*What you should do*. Please go through the records below and return every line holding the word "fixtures".

*Data for processing*.
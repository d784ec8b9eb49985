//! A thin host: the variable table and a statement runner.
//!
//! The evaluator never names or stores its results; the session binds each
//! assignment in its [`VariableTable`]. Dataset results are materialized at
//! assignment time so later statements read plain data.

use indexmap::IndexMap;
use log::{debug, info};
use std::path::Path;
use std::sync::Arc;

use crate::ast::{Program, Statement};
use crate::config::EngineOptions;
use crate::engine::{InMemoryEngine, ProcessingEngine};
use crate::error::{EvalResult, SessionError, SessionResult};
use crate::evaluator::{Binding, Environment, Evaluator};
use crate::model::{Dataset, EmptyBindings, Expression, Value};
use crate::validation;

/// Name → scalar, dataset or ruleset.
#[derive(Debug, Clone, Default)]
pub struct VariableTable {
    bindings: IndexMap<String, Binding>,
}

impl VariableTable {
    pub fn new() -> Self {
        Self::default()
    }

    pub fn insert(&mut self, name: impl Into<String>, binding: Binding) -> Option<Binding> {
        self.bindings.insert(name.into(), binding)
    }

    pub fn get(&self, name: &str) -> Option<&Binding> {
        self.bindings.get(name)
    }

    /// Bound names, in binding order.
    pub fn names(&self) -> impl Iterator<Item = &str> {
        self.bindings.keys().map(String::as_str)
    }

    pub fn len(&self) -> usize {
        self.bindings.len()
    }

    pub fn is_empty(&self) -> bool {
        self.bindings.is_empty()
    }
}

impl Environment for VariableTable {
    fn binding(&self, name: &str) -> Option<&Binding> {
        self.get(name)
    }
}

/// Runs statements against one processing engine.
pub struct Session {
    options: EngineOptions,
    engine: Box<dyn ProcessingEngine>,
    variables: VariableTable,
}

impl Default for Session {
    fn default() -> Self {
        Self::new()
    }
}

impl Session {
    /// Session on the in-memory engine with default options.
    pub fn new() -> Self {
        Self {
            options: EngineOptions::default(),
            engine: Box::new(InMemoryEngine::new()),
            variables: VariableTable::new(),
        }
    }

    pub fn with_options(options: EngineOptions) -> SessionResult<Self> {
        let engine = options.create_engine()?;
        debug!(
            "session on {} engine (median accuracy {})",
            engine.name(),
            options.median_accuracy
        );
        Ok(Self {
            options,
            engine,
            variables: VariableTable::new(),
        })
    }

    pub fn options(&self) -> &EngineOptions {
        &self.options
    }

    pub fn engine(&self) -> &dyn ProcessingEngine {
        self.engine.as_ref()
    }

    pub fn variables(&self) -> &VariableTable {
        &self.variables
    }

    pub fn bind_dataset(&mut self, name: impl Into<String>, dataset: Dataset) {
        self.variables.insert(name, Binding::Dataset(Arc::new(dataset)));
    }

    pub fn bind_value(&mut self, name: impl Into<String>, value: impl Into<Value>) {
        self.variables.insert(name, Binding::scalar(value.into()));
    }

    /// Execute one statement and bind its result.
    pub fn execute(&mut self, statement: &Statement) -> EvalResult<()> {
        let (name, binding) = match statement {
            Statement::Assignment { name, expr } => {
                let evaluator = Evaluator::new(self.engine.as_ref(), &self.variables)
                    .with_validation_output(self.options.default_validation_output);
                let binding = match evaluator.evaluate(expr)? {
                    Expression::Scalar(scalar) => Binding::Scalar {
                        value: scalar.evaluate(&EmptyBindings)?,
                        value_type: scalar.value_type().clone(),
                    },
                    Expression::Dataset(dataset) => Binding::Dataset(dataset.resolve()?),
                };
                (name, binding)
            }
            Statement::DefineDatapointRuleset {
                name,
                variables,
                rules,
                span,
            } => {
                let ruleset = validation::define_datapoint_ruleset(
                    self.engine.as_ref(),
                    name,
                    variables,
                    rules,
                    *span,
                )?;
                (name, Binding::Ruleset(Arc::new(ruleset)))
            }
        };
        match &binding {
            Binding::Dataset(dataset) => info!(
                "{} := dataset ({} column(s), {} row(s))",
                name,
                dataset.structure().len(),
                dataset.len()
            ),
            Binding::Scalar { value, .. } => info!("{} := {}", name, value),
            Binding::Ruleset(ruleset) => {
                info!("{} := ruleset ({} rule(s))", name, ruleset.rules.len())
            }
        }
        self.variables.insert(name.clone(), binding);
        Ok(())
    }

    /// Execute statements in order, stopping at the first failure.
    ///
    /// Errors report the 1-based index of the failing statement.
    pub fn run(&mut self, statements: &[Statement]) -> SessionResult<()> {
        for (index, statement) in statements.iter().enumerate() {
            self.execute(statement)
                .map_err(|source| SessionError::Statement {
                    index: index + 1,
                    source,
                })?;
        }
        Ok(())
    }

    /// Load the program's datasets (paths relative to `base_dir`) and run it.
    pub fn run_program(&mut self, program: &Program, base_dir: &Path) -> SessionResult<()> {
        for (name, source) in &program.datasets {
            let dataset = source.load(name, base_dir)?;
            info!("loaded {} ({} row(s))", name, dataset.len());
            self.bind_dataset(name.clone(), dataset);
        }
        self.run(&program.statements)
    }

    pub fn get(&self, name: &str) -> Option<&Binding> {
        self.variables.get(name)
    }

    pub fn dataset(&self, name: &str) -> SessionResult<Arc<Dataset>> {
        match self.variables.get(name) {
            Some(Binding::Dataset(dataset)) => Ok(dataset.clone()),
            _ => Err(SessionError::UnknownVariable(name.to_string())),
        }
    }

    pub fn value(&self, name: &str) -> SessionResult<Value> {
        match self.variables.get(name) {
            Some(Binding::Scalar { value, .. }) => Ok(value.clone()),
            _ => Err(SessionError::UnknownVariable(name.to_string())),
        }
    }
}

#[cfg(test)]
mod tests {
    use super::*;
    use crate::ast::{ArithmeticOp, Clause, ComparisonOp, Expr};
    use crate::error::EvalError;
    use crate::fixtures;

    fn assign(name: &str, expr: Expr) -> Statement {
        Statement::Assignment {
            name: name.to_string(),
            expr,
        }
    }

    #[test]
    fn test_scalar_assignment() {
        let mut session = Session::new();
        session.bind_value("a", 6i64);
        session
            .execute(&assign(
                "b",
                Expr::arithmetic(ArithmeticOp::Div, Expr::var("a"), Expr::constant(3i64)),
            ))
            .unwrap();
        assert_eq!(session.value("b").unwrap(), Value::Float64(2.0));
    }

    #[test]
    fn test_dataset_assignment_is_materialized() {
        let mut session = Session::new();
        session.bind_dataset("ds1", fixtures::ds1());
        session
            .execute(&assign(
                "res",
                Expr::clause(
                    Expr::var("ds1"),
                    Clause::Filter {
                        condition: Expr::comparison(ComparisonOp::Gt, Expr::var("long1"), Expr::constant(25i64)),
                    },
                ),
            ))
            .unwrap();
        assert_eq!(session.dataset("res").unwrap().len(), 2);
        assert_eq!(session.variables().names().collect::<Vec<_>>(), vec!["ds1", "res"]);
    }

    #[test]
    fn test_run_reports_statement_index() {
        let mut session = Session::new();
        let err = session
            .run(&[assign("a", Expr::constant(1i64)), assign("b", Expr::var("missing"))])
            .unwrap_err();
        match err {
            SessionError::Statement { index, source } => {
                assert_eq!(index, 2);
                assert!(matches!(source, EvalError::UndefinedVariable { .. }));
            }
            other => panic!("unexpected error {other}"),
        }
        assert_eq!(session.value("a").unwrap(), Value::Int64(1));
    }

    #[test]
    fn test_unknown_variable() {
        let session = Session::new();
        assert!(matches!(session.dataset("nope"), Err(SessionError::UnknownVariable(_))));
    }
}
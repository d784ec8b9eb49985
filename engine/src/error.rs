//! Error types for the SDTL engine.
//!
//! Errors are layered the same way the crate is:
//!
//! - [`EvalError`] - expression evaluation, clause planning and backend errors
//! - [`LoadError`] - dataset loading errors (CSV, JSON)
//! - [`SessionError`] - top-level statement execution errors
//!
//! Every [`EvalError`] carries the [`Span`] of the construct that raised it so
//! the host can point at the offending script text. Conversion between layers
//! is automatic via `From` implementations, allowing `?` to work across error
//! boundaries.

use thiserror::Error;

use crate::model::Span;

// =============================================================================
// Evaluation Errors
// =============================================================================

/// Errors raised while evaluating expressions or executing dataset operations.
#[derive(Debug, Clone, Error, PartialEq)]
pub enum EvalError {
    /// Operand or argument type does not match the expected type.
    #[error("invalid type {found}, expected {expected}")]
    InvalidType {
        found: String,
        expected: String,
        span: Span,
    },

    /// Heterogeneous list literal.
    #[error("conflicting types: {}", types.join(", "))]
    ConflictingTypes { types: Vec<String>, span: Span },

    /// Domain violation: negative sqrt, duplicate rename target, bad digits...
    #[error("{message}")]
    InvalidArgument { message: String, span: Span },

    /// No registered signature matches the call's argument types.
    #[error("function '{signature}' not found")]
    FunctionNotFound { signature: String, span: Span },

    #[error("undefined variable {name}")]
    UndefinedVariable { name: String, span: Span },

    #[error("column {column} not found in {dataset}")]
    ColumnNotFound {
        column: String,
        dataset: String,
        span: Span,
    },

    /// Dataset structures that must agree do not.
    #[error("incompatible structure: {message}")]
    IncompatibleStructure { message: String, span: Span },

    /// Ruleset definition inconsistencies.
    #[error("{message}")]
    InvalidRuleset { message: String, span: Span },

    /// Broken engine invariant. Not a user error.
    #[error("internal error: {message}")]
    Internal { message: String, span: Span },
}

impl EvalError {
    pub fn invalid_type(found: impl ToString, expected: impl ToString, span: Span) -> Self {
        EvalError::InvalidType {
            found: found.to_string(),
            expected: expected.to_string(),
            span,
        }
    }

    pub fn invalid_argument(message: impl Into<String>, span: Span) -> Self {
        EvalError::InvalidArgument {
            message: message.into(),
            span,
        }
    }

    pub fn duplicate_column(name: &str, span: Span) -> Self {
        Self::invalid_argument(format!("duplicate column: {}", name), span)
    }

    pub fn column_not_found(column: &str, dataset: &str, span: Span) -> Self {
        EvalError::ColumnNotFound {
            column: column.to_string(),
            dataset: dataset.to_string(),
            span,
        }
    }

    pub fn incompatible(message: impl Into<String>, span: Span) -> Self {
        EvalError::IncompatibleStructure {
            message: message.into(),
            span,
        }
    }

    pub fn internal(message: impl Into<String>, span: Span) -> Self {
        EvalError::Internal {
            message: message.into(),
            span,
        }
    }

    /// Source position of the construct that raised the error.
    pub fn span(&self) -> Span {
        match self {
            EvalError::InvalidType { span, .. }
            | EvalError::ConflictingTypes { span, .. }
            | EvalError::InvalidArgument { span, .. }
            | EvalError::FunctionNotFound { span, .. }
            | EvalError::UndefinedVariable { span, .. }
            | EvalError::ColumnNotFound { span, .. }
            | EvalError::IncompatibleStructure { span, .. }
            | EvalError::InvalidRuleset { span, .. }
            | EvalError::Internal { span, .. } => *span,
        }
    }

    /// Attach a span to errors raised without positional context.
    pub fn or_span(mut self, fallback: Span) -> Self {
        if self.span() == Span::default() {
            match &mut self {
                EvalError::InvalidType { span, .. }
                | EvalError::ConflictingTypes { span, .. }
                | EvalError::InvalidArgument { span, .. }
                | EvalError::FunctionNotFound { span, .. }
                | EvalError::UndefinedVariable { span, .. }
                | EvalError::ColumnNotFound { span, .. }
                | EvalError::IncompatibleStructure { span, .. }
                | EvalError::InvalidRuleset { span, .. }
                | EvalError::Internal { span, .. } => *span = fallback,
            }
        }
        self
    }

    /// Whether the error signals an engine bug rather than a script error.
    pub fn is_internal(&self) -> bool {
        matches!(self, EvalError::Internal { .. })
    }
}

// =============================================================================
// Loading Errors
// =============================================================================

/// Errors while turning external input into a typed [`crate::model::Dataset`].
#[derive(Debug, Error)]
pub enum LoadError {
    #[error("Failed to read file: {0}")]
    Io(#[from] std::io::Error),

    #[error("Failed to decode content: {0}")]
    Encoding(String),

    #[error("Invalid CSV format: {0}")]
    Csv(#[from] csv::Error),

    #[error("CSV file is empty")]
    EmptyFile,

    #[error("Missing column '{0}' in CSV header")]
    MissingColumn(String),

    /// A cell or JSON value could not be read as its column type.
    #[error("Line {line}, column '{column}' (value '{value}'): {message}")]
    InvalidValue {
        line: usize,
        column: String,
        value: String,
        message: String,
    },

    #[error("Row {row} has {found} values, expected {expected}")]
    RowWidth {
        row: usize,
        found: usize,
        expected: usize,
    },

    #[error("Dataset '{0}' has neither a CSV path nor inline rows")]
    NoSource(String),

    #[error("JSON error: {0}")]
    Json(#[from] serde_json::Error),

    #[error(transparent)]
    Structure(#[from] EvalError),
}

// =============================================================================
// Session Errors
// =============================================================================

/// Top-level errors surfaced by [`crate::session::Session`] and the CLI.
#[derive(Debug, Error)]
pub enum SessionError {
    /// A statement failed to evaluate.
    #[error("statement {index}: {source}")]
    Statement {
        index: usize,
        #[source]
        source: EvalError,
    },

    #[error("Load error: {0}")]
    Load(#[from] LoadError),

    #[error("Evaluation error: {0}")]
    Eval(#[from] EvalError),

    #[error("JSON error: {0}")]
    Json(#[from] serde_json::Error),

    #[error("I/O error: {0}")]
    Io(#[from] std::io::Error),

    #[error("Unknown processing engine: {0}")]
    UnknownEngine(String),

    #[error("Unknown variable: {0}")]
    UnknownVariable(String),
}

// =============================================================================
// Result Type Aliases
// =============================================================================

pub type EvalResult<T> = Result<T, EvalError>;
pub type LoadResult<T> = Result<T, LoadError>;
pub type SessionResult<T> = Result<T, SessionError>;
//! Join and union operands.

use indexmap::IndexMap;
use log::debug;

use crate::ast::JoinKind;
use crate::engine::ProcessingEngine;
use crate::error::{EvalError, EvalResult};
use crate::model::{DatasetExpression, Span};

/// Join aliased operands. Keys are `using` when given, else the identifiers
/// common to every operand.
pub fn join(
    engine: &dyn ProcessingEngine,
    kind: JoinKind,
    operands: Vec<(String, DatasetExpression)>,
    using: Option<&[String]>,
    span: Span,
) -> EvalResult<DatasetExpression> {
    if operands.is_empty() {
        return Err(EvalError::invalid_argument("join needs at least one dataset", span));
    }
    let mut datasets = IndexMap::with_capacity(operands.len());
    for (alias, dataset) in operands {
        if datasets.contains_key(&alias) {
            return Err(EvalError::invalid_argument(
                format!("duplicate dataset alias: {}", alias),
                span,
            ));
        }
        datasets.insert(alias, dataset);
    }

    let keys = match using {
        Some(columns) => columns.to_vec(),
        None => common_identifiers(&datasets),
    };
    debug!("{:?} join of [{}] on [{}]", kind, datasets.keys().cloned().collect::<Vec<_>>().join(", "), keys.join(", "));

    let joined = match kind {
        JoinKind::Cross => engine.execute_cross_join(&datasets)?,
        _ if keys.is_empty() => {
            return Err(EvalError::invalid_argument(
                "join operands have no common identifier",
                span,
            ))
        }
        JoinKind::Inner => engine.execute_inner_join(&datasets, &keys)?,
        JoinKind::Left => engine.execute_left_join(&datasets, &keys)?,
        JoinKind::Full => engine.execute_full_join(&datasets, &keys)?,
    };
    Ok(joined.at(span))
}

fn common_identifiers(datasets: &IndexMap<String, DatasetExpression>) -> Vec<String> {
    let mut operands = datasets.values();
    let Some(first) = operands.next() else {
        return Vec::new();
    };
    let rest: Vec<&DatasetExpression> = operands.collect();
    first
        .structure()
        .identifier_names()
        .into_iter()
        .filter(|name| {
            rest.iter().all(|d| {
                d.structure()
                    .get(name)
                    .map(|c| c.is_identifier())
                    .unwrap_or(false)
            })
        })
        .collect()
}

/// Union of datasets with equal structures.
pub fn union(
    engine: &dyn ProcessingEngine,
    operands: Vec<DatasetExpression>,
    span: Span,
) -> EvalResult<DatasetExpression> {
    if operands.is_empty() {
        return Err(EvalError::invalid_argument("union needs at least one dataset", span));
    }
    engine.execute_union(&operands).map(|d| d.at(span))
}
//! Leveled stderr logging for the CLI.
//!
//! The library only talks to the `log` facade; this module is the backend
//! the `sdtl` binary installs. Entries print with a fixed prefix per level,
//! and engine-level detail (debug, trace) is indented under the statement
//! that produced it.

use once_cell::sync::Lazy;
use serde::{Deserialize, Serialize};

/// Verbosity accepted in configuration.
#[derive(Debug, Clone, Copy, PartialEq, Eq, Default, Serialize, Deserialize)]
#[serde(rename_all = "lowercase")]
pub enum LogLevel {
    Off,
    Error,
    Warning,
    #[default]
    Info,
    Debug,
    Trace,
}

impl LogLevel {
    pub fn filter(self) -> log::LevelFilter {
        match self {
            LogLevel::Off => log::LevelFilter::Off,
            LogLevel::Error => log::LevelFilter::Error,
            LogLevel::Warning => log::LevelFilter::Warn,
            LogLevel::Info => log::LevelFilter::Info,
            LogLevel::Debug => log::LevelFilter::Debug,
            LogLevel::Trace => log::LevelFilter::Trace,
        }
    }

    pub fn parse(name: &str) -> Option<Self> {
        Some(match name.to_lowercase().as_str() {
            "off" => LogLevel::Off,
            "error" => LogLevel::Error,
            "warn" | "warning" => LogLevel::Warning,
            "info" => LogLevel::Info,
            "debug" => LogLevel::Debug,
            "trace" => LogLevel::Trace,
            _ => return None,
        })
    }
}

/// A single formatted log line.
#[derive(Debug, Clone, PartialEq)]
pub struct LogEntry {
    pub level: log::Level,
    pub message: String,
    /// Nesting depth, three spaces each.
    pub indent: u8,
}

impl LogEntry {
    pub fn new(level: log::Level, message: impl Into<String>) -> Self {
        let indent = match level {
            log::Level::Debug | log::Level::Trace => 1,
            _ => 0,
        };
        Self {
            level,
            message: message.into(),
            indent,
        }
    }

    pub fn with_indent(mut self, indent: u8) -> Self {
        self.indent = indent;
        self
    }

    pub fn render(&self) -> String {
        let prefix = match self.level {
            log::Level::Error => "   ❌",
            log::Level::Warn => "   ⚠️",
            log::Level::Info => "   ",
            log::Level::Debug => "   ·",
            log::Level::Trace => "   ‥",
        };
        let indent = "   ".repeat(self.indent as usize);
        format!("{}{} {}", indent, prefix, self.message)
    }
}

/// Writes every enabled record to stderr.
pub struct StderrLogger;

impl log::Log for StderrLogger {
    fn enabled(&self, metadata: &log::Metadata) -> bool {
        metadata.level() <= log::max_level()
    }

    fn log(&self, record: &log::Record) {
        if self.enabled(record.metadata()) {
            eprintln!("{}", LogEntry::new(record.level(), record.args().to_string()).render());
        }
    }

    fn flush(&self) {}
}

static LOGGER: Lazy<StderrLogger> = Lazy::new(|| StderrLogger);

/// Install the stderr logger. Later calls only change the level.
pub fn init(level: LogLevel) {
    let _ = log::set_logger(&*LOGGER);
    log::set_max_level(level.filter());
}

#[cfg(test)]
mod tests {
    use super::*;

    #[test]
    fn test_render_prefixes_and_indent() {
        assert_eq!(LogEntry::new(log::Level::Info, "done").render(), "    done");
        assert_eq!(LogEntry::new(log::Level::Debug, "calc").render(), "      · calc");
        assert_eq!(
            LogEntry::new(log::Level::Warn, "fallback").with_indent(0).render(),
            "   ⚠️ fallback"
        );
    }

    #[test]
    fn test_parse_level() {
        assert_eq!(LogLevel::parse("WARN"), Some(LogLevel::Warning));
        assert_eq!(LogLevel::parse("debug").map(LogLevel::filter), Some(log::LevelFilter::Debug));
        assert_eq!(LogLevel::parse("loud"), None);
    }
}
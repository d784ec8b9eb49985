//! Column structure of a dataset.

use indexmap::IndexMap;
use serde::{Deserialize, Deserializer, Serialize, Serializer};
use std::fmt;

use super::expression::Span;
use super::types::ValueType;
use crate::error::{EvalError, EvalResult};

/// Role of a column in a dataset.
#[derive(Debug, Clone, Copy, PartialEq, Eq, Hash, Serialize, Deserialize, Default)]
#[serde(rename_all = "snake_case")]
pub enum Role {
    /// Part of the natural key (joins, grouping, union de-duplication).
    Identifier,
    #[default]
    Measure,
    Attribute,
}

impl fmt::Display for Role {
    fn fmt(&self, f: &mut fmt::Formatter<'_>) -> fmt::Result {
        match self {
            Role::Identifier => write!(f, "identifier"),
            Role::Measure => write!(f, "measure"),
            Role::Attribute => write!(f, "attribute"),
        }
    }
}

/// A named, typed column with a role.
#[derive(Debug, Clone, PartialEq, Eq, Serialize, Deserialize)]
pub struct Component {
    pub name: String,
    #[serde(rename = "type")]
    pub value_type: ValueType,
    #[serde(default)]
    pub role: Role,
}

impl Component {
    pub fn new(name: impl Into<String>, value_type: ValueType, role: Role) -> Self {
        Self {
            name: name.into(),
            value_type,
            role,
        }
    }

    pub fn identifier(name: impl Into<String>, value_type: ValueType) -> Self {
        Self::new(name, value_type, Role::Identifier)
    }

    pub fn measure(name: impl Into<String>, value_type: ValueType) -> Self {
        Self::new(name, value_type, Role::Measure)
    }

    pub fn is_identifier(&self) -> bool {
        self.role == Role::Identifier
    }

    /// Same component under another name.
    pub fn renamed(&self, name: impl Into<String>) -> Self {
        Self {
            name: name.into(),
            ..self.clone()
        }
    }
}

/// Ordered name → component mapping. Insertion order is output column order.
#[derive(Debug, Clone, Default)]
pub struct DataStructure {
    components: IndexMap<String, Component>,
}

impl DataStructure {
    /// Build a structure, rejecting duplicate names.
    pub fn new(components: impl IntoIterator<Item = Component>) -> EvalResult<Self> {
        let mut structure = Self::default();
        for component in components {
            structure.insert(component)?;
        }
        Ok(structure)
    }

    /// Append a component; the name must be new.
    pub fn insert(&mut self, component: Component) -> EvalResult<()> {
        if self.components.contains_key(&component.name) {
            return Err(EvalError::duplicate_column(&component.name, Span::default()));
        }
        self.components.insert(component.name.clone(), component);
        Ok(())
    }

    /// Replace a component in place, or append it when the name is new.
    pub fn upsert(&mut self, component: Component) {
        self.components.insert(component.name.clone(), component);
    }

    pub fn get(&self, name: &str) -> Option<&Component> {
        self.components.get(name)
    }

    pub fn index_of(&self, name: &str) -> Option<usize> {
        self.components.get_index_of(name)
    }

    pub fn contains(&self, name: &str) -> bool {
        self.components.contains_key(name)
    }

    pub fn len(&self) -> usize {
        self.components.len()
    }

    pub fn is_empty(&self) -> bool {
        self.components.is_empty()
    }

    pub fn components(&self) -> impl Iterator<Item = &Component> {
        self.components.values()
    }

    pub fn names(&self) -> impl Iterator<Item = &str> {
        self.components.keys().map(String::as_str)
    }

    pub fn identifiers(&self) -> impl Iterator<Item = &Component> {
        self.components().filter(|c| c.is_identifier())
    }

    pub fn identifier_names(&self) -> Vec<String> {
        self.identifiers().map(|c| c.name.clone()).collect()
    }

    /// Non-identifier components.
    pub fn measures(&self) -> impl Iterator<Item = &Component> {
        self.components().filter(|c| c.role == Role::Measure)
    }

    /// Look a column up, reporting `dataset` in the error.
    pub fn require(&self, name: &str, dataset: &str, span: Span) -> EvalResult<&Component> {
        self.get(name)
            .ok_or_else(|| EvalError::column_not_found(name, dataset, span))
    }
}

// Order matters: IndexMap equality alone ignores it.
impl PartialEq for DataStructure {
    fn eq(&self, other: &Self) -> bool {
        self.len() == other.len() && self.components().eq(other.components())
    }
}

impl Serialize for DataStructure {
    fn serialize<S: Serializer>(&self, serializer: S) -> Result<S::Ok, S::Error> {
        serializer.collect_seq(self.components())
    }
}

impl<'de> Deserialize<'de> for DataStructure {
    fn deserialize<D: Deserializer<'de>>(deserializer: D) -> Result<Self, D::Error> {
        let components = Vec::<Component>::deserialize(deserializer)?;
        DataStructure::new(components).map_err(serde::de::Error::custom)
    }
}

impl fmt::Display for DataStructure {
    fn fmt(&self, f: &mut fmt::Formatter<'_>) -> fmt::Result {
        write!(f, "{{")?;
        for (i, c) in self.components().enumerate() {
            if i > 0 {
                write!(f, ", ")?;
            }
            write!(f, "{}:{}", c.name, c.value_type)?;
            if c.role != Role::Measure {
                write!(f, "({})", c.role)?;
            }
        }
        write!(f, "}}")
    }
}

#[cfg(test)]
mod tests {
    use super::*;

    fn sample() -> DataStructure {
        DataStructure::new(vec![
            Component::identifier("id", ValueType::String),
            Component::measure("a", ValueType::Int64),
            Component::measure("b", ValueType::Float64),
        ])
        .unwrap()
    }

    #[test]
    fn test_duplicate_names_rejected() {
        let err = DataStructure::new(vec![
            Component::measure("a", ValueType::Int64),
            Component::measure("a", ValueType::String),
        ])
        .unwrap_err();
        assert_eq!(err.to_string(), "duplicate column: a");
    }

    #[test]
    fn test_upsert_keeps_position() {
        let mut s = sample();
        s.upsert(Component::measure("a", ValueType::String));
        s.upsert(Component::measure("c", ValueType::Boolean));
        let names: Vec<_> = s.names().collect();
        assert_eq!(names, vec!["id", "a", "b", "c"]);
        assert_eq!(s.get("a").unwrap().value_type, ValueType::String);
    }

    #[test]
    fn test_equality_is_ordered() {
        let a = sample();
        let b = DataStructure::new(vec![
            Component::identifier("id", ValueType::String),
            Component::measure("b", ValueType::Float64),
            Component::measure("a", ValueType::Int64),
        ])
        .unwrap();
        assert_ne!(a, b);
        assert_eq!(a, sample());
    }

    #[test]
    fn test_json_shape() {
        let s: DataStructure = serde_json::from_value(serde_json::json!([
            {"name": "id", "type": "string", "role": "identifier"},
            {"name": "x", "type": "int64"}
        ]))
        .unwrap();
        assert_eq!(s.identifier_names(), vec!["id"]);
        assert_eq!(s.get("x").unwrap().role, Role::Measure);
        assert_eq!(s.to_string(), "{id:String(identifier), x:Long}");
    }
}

*Exercise response*.
    use crate::fixtures;
        session.bind_dataset("ds1", fixtures::ds1());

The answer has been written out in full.